• [PROMPT] Where does the word "Some" show up in the records? Copy every line that has it.
·····
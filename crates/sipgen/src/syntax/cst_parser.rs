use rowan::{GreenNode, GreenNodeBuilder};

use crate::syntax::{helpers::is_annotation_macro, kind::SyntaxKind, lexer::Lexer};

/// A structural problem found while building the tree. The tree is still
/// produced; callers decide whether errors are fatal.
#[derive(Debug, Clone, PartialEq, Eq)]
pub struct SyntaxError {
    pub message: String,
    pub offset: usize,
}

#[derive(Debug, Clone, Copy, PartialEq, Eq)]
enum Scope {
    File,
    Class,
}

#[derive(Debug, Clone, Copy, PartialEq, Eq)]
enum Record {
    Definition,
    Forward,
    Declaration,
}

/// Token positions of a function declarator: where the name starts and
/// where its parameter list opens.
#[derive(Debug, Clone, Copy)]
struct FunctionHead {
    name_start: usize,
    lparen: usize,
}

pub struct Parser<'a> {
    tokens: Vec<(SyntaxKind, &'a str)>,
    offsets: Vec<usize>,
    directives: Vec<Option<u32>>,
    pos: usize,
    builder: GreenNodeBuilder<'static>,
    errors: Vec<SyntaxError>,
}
·····
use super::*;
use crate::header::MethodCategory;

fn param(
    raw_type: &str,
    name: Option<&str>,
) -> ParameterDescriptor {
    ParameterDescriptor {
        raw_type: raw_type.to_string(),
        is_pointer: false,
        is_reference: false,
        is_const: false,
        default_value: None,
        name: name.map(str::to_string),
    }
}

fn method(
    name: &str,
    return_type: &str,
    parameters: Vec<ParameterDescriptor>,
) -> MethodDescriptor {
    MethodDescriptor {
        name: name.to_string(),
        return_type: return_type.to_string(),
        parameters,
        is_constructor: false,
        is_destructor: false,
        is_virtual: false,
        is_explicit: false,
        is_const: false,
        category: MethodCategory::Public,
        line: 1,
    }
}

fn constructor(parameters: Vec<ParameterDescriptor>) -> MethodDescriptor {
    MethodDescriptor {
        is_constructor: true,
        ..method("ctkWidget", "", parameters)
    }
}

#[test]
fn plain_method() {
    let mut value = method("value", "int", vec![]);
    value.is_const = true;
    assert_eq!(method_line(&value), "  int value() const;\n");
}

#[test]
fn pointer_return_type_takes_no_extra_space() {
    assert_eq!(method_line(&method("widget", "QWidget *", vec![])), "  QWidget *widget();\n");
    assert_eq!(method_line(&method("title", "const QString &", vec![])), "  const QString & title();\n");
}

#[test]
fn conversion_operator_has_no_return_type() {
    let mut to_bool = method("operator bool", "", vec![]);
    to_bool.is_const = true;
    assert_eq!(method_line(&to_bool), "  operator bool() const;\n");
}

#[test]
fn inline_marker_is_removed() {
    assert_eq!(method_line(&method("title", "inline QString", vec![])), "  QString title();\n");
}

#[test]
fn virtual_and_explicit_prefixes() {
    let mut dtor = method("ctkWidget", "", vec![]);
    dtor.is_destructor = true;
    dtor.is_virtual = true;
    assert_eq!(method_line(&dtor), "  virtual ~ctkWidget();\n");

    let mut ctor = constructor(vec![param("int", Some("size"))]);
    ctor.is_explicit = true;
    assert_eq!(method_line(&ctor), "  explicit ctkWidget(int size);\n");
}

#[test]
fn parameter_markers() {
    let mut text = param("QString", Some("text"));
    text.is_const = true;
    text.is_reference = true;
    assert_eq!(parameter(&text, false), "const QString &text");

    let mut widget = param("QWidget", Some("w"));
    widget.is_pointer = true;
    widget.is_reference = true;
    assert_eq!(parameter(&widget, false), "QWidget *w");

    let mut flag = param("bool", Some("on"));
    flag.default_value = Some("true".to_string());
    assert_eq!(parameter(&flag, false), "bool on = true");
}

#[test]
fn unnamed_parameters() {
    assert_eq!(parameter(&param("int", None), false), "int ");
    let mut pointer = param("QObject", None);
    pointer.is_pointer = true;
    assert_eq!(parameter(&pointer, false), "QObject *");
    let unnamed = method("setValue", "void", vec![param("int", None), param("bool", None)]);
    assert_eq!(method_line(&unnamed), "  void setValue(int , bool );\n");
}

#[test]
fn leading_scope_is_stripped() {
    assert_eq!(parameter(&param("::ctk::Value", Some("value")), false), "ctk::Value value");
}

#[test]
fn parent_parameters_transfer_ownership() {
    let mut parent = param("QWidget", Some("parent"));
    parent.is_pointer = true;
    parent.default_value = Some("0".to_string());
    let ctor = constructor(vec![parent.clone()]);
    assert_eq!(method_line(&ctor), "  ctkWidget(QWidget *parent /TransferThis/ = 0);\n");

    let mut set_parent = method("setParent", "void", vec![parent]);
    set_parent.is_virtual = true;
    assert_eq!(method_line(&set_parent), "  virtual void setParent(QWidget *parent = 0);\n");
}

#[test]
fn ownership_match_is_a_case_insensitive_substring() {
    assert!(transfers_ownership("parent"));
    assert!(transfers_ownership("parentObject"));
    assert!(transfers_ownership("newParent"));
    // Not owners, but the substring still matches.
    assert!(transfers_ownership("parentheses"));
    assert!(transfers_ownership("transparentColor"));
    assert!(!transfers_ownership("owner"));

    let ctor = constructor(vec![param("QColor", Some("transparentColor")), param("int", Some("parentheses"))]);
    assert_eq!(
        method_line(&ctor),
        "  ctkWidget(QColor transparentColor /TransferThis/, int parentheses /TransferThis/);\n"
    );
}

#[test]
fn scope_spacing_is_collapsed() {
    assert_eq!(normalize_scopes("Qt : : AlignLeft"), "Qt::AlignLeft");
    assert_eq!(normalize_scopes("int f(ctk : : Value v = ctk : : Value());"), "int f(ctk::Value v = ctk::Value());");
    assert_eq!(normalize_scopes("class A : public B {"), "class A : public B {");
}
·····
• [RESULT OF THIS TASK]
    let mut ctor = constructor(vec![param("int", Some("size"))]);
    let mut text = param("QString", Some("text"));
    let mut widget = param("QWidget", Some("w"));
    let mut flag = param("bool", Some("on"));
    flag.default_value = Some("true".to_string());
    assert_eq!(parameter(&param("::ctk::Value", Some("value")), false), "ctk::Value value");
    let mut parent = param("QWidget", Some("parent"));
    parent.default_value = Some("0".to_string());
    let ctor = constructor(vec![param("QColor", Some("transparentColor")), param("int", Some("parentheses"))]);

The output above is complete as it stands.